The garden was excellent. Not in spite of the time that had passed, but because of it. The levels, the proportions, the relationship between the terrace and the lawn and the planted boundary — these had been resolved so precisely at the outset that everything which changed within that structure had changed comfortably. The garden had absorbed twenty-six years of a household’s life without requiring a single structural decision to be revisited.
Not a garden that had stayed the same. A garden whose foundations were sound enough to hold everything that changed.
Most garden investment gets evaluated at completion. The photography happens in the first season. The budget is justified against what it looked like on day one. This is a reasonable way to measure a terrace or a pergola. It is not a useful way to measure a garden.

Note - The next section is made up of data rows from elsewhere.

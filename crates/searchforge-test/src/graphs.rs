//! Graph fixtures and shortest-path oracles.
//!
//! The oracles work on plain adjacency data and never touch the engines
//! under test.

use std::cmp::Reverse;
use std::collections::{BinaryHeap, HashMap, VecDeque};

use rand::Rng;
use searchforge_core::{GraphProblem, SearchProblem, WeightedGraphProblem};

/// Ten-vertex ring-like graph with chords, searched from 9 to 0.
///
/// Every shortest path has 4 hops (e.g. `9-4-5-6-0` or `9-8-7-1-0`).
pub fn scenario_a_graph() -> GraphProblem {
    let vertices: Vec<usize> = (0..10).collect();
    let mut edges: Vec<(usize, usize)> = (0..9).map(|v| (v, v + 1)).collect();
    edges.extend([(0, 6), (1, 7), (2, 5), (9, 4)]);
    GraphProblem::new(&vertices, &edges, 9, vec![0]).expect("scenario A graph is valid")
}

/// Erdos-Renyi graph on `n` vertices with edge probability `p`, searched
/// from vertex 0 to vertex `n - 1`.
///
/// # Panics
///
/// Panics if `n` is zero.
pub fn random_graph<R: Rng + ?Sized>(n: usize, p: f64, rng: &mut R) -> GraphProblem {
    assert!(n > 0, "random graph needs at least one vertex");
    let vertices: Vec<usize> = (0..n).collect();
    let mut edges = Vec::new();
    for a in 0..n {
        for b in (a + 1)..n {
            if rng.random_bool(p) {
                edges.push((a, b));
            }
        }
    }
    GraphProblem::new(&vertices, &edges, 0, vec![n - 1]).expect("random graph is valid")
}

/// Random weighted graph on `n` vertices with weights in `1..=max_weight`.
///
/// # Panics
///
/// Panics if `n` or `max_weight` is zero.
pub fn random_weighted_graph<R: Rng + ?Sized>(
    n: usize,
    p: f64,
    max_weight: u64,
    rng: &mut R,
) -> WeightedGraphProblem {
    assert!(n > 0, "random graph needs at least one vertex");
    let vertices: Vec<usize> = (0..n).collect();
    let mut edges = Vec::new();
    for a in 0..n {
        for b in (a + 1)..n {
            if rng.random_bool(p) {
                edges.push((a, b, rng.random_range(1..=max_weight)));
            }
        }
    }
    WeightedGraphProblem::new(&vertices, &edges, 0, vec![n - 1])
        .expect("random weighted graph is valid")
}

/// Hop distance from the initial state to the designated goal, or None if
/// unreachable.
pub fn bfs_distance(problem: &GraphProblem) -> Option<usize> {
    let source = *problem.init_state();
    let goal = *problem.goal_state()?;
    let mut distance = HashMap::from([(source, 0usize)]);
    let mut queue = VecDeque::from([source]);
    while let Some(vertex) = queue.pop_front() {
        let d = distance[&vertex];
        if vertex == goal {
            return Some(d);
        }
        for &next in problem.neighbors(vertex) {
            distance.entry(next).or_insert_with(|| {
                queue.push_back(next);
                d + 1
            });
        }
    }
    None
}

/// Dijkstra distance from the initial state to the designated goal.
pub fn dijkstra_distance(problem: &WeightedGraphProblem) -> Option<u64> {
    let source = *problem.init_state();
    let goal = *problem.goal_state()?;
    let mut best: HashMap<usize, u64> = HashMap::from([(source, 0)]);
    let mut heap = BinaryHeap::from([Reverse((0u64, source))]);
    while let Some(Reverse((d, vertex))) = heap.pop() {
        if vertex == goal {
            return Some(d);
        }
        if best.get(&vertex).is_some_and(|&b| d > b) {
            continue;
        }
        for edge in problem.edges(vertex) {
            let candidate = d + edge.weight;
            if best.get(&edge.to).map_or(true, |&b| candidate < b) {
                best.insert(edge.to, candidate);
                heap.push(Reverse((candidate, edge.to)));
            }
        }
    }
    None
}
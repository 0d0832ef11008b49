//! Termination conditions for solver phases.

use std::fmt::Debug;

use rand::Rng;

use crate::scope::SolverScope;

/// Decides when a phase stops stepping.
pub trait Termination<R: Rng>: Debug {
    /// Returns true if the phase should stop.
    fn is_terminated(&self, solver_scope: &SolverScope<R>) -> bool;
}

/// Terminates after a number of steps in the current phase.
///
/// # Example
///
/// ```
/// use searchforge_solver::StepCountTermination;
///
/// // Min-conflicts cap
/// let term = StepCountTermination::new(1000);
/// assert_eq!(term.limit(), 1000);
/// ```
#[derive(Debug, Clone)]
pub struct StepCountTermination {
    limit: u64,
}

impl StepCountTermination {
    pub fn new(limit: u64) -> Self {
        Self { limit }
    }

    pub fn limit(&self) -> u64 {
        self.limit
    }
}

impl<R: Rng> Termination<R> for StepCountTermination {
    fn is_terminated(&self, solver_scope: &SolverScope<R>) -> bool {
        solver_scope.phase_step_count() >= self.limit
    }
}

A garden is not finished at completion. It is beginning. The planting is establishing. The stone is weathering. The household is finding how it actually uses the space, which is almost never identical to how it imagined it would. A garden at year one is a proposal. A garden at year ten is a design argument playing out in real time. At year twenty, you begin to understand whether the original decisions were right.
The return on a well-designed garden does not appear in the photographs. It appears in the mornings when the garden is simply there — working, present, holding its form while everything inside the household continues to shift around it.
A garden is the only significant investment in a home that appreciates through use rather than despite it.
The decisions that determine the thirty-year return are made in the first three months of the design process. Levels. Drainage. The structural planting that will frame the space when everything else is cutting back in January. The path widths that determine whether the garden feels generous or narrow when guests are moving through it. The position of the terrace relative to the morning light.
These decisions are invisible in the completed garden. Nobody looks at a terrace that sheds water correctly and thinks about the hours spent resolving the fall away from the house. Nobody notices that the sight line from the kitchen window has been drawn through a gap in the boundary planting rather than at a hedge. The quality of a well-designed garden is felt, not seen. Which is exactly why it is so often the first thing compressed when budgets are being scrutinised.
What gets cut is the thinking time. The survey work. The iterations in plan before anything is committed to the ground. The design fee, in other words — the part of the project during which the thirty-year decisions are being made.
The question is not whether to invest in design. It is whether the thinking happens before the money goes into the ground, or after. Before, it costs time. After, it costs both.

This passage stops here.